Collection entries

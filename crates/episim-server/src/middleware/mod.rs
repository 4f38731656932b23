//! Middleware for the EPISIM server
//!
//! - CORS (Cross-Origin Resource Sharing)
//! - Request logging with tracing

use axum::http::{header, Method};
use std::time::Duration;
use tower_http::{
    cors::{Any, CorsLayer},
    trace::{DefaultMakeSpan, DefaultOnResponse, TraceLayer},
};
use tracing::Level;

use crate::config::CorsConfig;

/// Create CORS layer from configuration
pub fn cors_layer(config: &CorsConfig) -> CorsLayer {
    let mut cors = CorsLayer::new()
        .allow_methods([
            Method::GET,
            Method::POST,
            Method::PUT,
            Method::DELETE,
            Method::OPTIONS,
        ])
        .allow_headers([
            header::ACCEPT,
            header::CONTENT_TYPE,
            header::AUTHORIZATION,
        ])
        .max_age(Duration::from_secs(3600));

    if config.allowed_origins.is_empty() || config.allowed_origins.contains(&"*".to_string()) {
        cors = cors.allow_origin(Any);
    } else {
        let origins: Vec<_> = config
            .allowed_origins
            .iter()
            .filter_map(|origin| origin.parse().ok())
            .collect();
        cors = cors.allow_origin(origins);
    }

    if config.allow_credentials {
        cors = cors.allow_credentials(true);
    }

    cors
}

/// Create tracing/logging layer
pub fn tracing_layer(
) -> TraceLayer<tower_http::classify::SharedClassifier<tower_http::classify::ServerErrorsAsFailures>>
{
    TraceLayer::new_for_http()
        .make_span_with(DefaultMakeSpan::new().level(Level::INFO))
        .on_response(
            DefaultOnResponse::new()
                .level(Level::INFO)
                .latency_unit(tower_http::LatencyUnit::Micros),
        )
}

#[cfg(test)]
mod tests {
    use super::*;

    #[test]
    fn test_cors_layer_with_specific_origins() {
        let config = CorsConfig {
            allowed_origins: vec!["http://localhost:3000".to_string()],
            allow_credentials: true,
        };
        let _layer = cors_layer(&config);
    }

    #[test]
    fn test_cors_layer_with_wildcard() {
        let config = CorsConfig {
            allowed_origins: vec!["*".to_string()],
            allow_credentials: false,
        };
        let _layer = cors_layer(&config);
    }
}
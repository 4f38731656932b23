//! Shared validation utilities
//!
//! Common input validation used by commands and queries across the feature
//! slices.

use thiserror::Error;

/// Errors that can occur during name validation
#[derive(Debug, Error, Clone, PartialEq, Eq)]
pub enum NameValidationError {
    #[error("Name is required and cannot be empty")]
    Required,

    #[error("Name must be between 1 and {max_length} characters")]
    TooLong { max_length: usize },
}

/// Errors that can occur during node code validation
#[derive(Debug, Error, Clone, PartialEq, Eq)]
pub enum NodeCodeValidationError {
    #[error("Node code is required and cannot be empty")]
    Required,

    #[error("Node code must contain only decimal digits")]
    InvalidFormat,

    #[error("Node code must not exceed {max_length} digits")]
    TooLong { max_length: usize },
}

/// Validate a display name: non-empty after trimming, bounded length.
pub fn validate_name(name: &str, max_length: usize) -> Result<(), NameValidationError> {
    if name.trim().is_empty() {
        return Err(NameValidationError::Required);
    }
    if name.len() > max_length {
        return Err(NameValidationError::TooLong { max_length });
    }
    Ok(())
}

/// Validate a raw node code: decimal digits only, at most `max_length` wide.
///
/// Codes shorter than the canonical width are accepted; they are
/// left-zero-padded on storage.
pub fn validate_node_code(code: &str, max_length: usize) -> Result<(), NodeCodeValidationError> {
    if code.is_empty() {
        return Err(NodeCodeValidationError::Required);
    }
    if !code.chars().all(|c| c.is_ascii_digit()) {
        return Err(NodeCodeValidationError::InvalidFormat);
    }
    if code.len() > max_length {
        return Err(NodeCodeValidationError::TooLong { max_length });
    }
    Ok(())
}

#[cfg(test)]
mod tests {
    use super::*;

    #[test]
    fn test_validate_name() {
        assert!(validate_name("Age 0-19", 255).is_ok());
        assert_eq!(validate_name("", 255), Err(NameValidationError::Required));
        assert_eq!(
            validate_name("   ", 255),
            Err(NameValidationError::Required)
        );
        assert_eq!(
            validate_name(&"x".repeat(300), 255),
            Err(NameValidationError::TooLong { max_length: 255 })
        );
    }

    #[test]
    fn test_validate_node_code() {
        assert!(validate_node_code("11000", 5).is_ok());
        assert!(validate_node_code("42", 5).is_ok());
        assert_eq!(
            validate_node_code("", 5),
            Err(NodeCodeValidationError::Required)
        );
        assert_eq!(
            validate_node_code("11-00", 5),
            Err(NodeCodeValidationError::InvalidFormat)
        );
        assert_eq!(
            validate_node_code("123456", 5),
            Err(NodeCodeValidationError::TooLong { max_length: 5 })
        );
    }
}
use mediator::Request;
use serde::{Deserialize, Serialize};
use sqlx::PgPool;

use super::get::NodeDetails;

#[derive(Debug, Clone, Default, Serialize, Deserialize)]
pub struct ListNodesQuery {}

#[derive(Debug, thiserror::Error)]
pub enum ListNodesError {
    #[error("Database error: {0}")]
    Database(#[from] sqlx::Error),
}

impl Request<Result<Vec<NodeDetails>, ListNodesError>> for ListNodesQuery {}

impl crate::cqrs::middleware::Query for ListNodesQuery {}

#[tracing::instrument(skip(pool, _query))]
pub async fn handle(
    pool: PgPool,
    _query: ListNodesQuery,
) -> Result<Vec<NodeDetails>, ListNodesError> {
    let nodes = sqlx::query_as::<_, NodeDetails>(
        "SELECT id, name, code, description, created_at FROM nodes ORDER BY code",
    )
    .fetch_all(&pool)
    .await?;

    Ok(nodes)
}
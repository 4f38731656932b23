pub mod create;
pub mod delete;

pub use create::{CreateGroupCommand, CreateGroupError, CreateGroupResponse};
pub use delete::{DeleteGroupCommand, DeleteGroupError, DeleteGroupResponse};
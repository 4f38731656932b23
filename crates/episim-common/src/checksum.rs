//! Checksum utilities for upload fingerprinting

use crate::error::Result;
use sha2::{Digest, Sha256, Sha512};
use std::io::Read;
use std::path::Path;

/// Checksum algorithm
#[derive(Debug, Clone, Copy, PartialEq, Eq)]
pub enum ChecksumAlgorithm {
    Sha256,
    Sha512,
}

impl std::fmt::Display for ChecksumAlgorithm {
    fn fmt(&self, f: &mut std::fmt::Formatter<'_>) -> std::fmt::Result {
        match self {
            ChecksumAlgorithm::Sha256 => write!(f, "sha256"),
            ChecksumAlgorithm::Sha512 => write!(f, "sha512"),
        }
    }
}

/// Compute the hex-encoded checksum of an in-memory buffer.
pub fn compute_bytes_checksum(data: &[u8], algorithm: ChecksumAlgorithm) -> String {
    match algorithm {
        ChecksumAlgorithm::Sha256 => hex::encode(Sha256::digest(data)),
        ChecksumAlgorithm::Sha512 => hex::encode(Sha512::digest(data)),
    }
}

/// Compute the hex-encoded checksum of a file on disk.
pub fn compute_file_checksum(
    path: impl AsRef<Path>,
    algorithm: ChecksumAlgorithm,
) -> Result<String> {
    let mut file = std::fs::File::open(path)?;
    compute_checksum(&mut file, algorithm)
}

/// Compute the hex-encoded checksum of any readable source.
pub fn compute_checksum<R: Read>(reader: &mut R, algorithm: ChecksumAlgorithm) -> Result<String> {
    fn digest_reader<R: Read, D: Digest>(reader: &mut R, mut hasher: D) -> Result<Vec<u8>> {
        let mut buffer = [0u8; 8192];
        loop {
            let bytes_read = reader.read(&mut buffer)?;
            if bytes_read == 0 {
                break;
            }
            hasher.update(&buffer[..bytes_read]);
        }
        Ok(hasher.finalize().to_vec())
    }

    let digest = match algorithm {
        ChecksumAlgorithm::Sha256 => digest_reader(reader, Sha256::new())?,
        ChecksumAlgorithm::Sha512 => digest_reader(reader, Sha512::new())?,
    };
    Ok(hex::encode(digest))
}

#[cfg(test)]
#[allow(clippy::unwrap_used)]
mod tests {
    use super::*;

    #[test]
    fn test_sha256_known_vector() {
        // sha256("abc")
        let checksum = compute_bytes_checksum(b"abc", ChecksumAlgorithm::Sha256);
        assert_eq!(
            checksum,
            "ba7816bf8f01cfea414140de5dae2223b00361a396177a9cb410ff61f20015ad"
        );
    }

    #[test]
    fn test_reader_matches_bytes() {
        let data = b"the quick brown fox";
        let from_bytes = compute_bytes_checksum(data, ChecksumAlgorithm::Sha512);
        let mut cursor = std::io::Cursor::new(data);
        let from_reader = compute_checksum(&mut cursor, ChecksumAlgorithm::Sha512).unwrap();
        assert_eq!(from_bytes, from_reader);
    }

    #[test]
    fn test_file_checksum() {
        let dir = tempfile::tempdir().unwrap();
        let path = dir.path().join("payload.bin");
        std::fs::write(&path, b"abc").unwrap();
        let checksum = compute_file_checksum(&path, ChecksumAlgorithm::Sha256).unwrap();
        assert_eq!(
            checksum,
            "ba7816bf8f01cfea414140de5dae2223b00361a396177a9cb410ff61f20015ad"
        );
    }
}
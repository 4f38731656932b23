//! Simulation model management
//!
//! A model defines which groups and compartments are valid for any scenario
//! that uses it, plus the parameters a scenario must provide values for.

pub mod commands;
pub mod queries;
pub mod routes;

pub use routes::models_routes;
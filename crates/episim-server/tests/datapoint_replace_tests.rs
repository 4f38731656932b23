//! Transactional replace tests for the import pipeline
//!
//! These tests exercise the full pipeline including the atomic
//! delete+insert+stamp against a real PostgreSQL instance. They are ignored
//! by default; run them with a migrated database available:
//!
//! ```text
//! DATABASE_URL=postgresql://localhost/episim_test cargo test -- --ignored
//! ```

use chrono::NaiveDate;
use sqlx::PgPool;
use std::io::{Cursor, Write};
use uuid::Uuid;
use zip::write::SimpleFileOptions;

use episim_server::import::{ImportError, ImportPipeline};

fn build_zip(entries: &[(&str, &[u8])]) -> Vec<u8> {
    let mut writer = zip::ZipWriter::new(Cursor::new(Vec::new()));
    for (name, content) in entries {
        writer
            .start_file(*name, SimpleFileOptions::default())
            .unwrap();
        writer.write_all(content).unwrap();
    }
    writer.finish().unwrap().into_inner()
}

async fn connect() -> PgPool {
    let url = std::env::var("DATABASE_URL").expect("DATABASE_URL must be set for ignored tests");
    let pool = PgPool::connect(&url).await.expect("failed to connect");
    sqlx::migrate!("../../migrations")
        .run(&pool)
        .await
        .expect("failed to migrate");
    pool
}

/// Seed a minimal catalog: one group, the four canonical compartments, one
/// node, and a two-day scenario. Returns the scenario id.
async fn seed_scenario(pool: &PgPool) -> Uuid {
    let suffix = Uuid::new_v4().simple().to_string();

    let group_id = sqlx::query_scalar::<_, Uuid>(
        "INSERT INTO groups (name) VALUES ($1) RETURNING id",
    )
    .bind(format!("age0-19-{}", suffix))
    .fetch_one(pool)
    .await
    .unwrap();

    let model_id = sqlx::query_scalar::<_, Uuid>(
        "INSERT INTO models (name) VALUES ($1) RETURNING id",
    )
    .bind(format!("model-{}", suffix))
    .fetch_one(pool)
    .await
    .unwrap();

    sqlx::query("INSERT INTO model_groups (model_id, group_id) VALUES ($1, $2)")
        .bind(model_id)
        .bind(group_id)
        .execute(pool)
        .await
        .unwrap();

    for name in ["MildInfections", "Hospitalized", "ICU", "Dead"] {
        let compartment_id = sqlx::query_scalar::<_, Uuid>(
            "INSERT INTO compartments (name) VALUES ($1) \
             ON CONFLICT (name) DO UPDATE SET name = EXCLUDED.name RETURNING id",
        )
        .bind(name)
        .fetch_one(pool)
        .await
        .unwrap();
        sqlx::query(
            "INSERT INTO model_compartments (model_id, compartment_id) VALUES ($1, $2)",
        )
        .bind(model_id)
        .bind(compartment_id)
        .execute(pool)
        .await
        .unwrap();
    }

    let node_id = sqlx::query_scalar::<_, Uuid>(
        "INSERT INTO nodes (name, code) VALUES ($1, $2) \
         ON CONFLICT (code) DO UPDATE SET name = EXCLUDED.name RETURNING id",
    )
    .bind("district")
    .bind("11000")
    .fetch_one(pool)
    .await
    .unwrap();

    let node_list_id = sqlx::query_scalar::<_, Uuid>(
        "INSERT INTO node_lists (name) VALUES ($1) RETURNING id",
    )
    .bind(format!("districts-{}", suffix))
    .fetch_one(pool)
    .await
    .unwrap();

    sqlx::query(
        "INSERT INTO node_list_nodes (node_list_id, node_id, position) VALUES ($1, $2, 0)",
    )
    .bind(node_list_id)
    .bind(node_id)
    .execute(pool)
    .await
    .unwrap();

    sqlx::query_scalar::<_, Uuid>(
        "INSERT INTO scenarios \
             (name, model_id, node_list_id, start_date, end_date) \
         VALUES ($1, $2, $3, $4, $5) RETURNING id",
    )
    .bind(format!("scenario-{}", suffix))
    .bind(model_id)
    .bind(node_list_id)
    .bind(NaiveDate::from_ymd_opt(2024, 3, 1).unwrap())
    .bind(NaiveDate::from_ymd_opt(2024, 3, 2).unwrap())
    .fetch_one(pool)
    .await
    .unwrap()
}

async fn stored_values(pool: &PgPool, scenario_id: Uuid) -> Vec<f64> {
    sqlx::query_scalar::<_, f64>(
        "SELECT value FROM datapoints WHERE scenario_id = $1 ORDER BY day, percentile, value",
    )
    .bind(scenario_id)
    .fetch_all(pool)
    .await
    .unwrap()
}

fn two_day_series(scale: f64) -> Vec<u8> {
    format!(
        r#"{{"11000": {{"age0-19": [[{}, {}, {}, {}], [{}, {}, {}, {}]]}}}}"#,
        1.0 * scale,
        2.0 * scale,
        3.0 * scale,
        4.0 * scale,
        5.0 * scale,
        6.0 * scale,
        7.0 * scale,
        8.0 * scale
    )
    .into_bytes()
}

#[tokio::test]
#[ignore = "requires a running PostgreSQL (set DATABASE_URL)"]
async fn successful_reimport_fully_replaces_previous_dataset() {
    let pool = connect().await;
    let scenario_id = seed_scenario(&pool).await;
    let scratch = tempfile::tempdir().unwrap();
    let pipeline = ImportPipeline::new(pool.clone(), scratch.path());

    let first = build_zip(&[("p50/11000.json", &two_day_series(1.0))]);
    let outcome = pipeline
        .run(scenario_id, "results.zip", first)
        .await
        .unwrap();
    assert_eq!(outcome.datapoints_stored, 8);

    // Same keys, different values: after the second import only the second
    // dataset may remain.
    let second = build_zip(&[("p50/11000.json", &two_day_series(10.0))]);
    let outcome = pipeline
        .run(scenario_id, "results.zip", second)
        .await
        .unwrap();
    assert_eq!(outcome.datapoints_stored, 8);

    let values = stored_values(&pool, scenario_id).await;
    assert_eq!(values.len(), 8);
    assert!(values.iter().all(|v| *v >= 10.0));

    let simulated_at: Option<chrono::DateTime<chrono::Utc>> =
        sqlx::query_scalar("SELECT simulated_at FROM scenarios WHERE id = $1")
            .bind(scenario_id)
            .fetch_one(&pool)
            .await
            .unwrap();
    assert!(simulated_at.is_some());
}

#[tokio::test]
#[ignore = "requires a running PostgreSQL (set DATABASE_URL)"]
async fn failed_import_leaves_existing_dataset_untouched() {
    let pool = connect().await;
    let scenario_id = seed_scenario(&pool).await;
    let scratch = tempfile::tempdir().unwrap();
    let pipeline = ImportPipeline::new(pool.clone(), scratch.path());

    let valid = build_zip(&[("p50/11000.json", &two_day_series(1.0))]);
    pipeline
        .run(scenario_id, "results.zip", valid)
        .await
        .unwrap();
    let before = stored_values(&pool, scenario_id).await;

    // One day short: the attempt must fail and change nothing.
    let short_series = br#"{"11000": {"age0-19": [[1.0, 2.0, 3.0, 4.0]]}}"#;
    let invalid = build_zip(&[("p50/11000.json", short_series.as_slice())]);
    let err = pipeline
        .run(scenario_id, "results.zip", invalid)
        .await
        .unwrap_err();
    assert!(matches!(err, ImportError::Validation { .. }));

    let after = stored_values(&pool, scenario_id).await;
    assert_eq!(before, after);
}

**Your task**
Throughout the records, the word "path" shows up on certain lines. Report how many lines, with only the number.

**Task answer**
8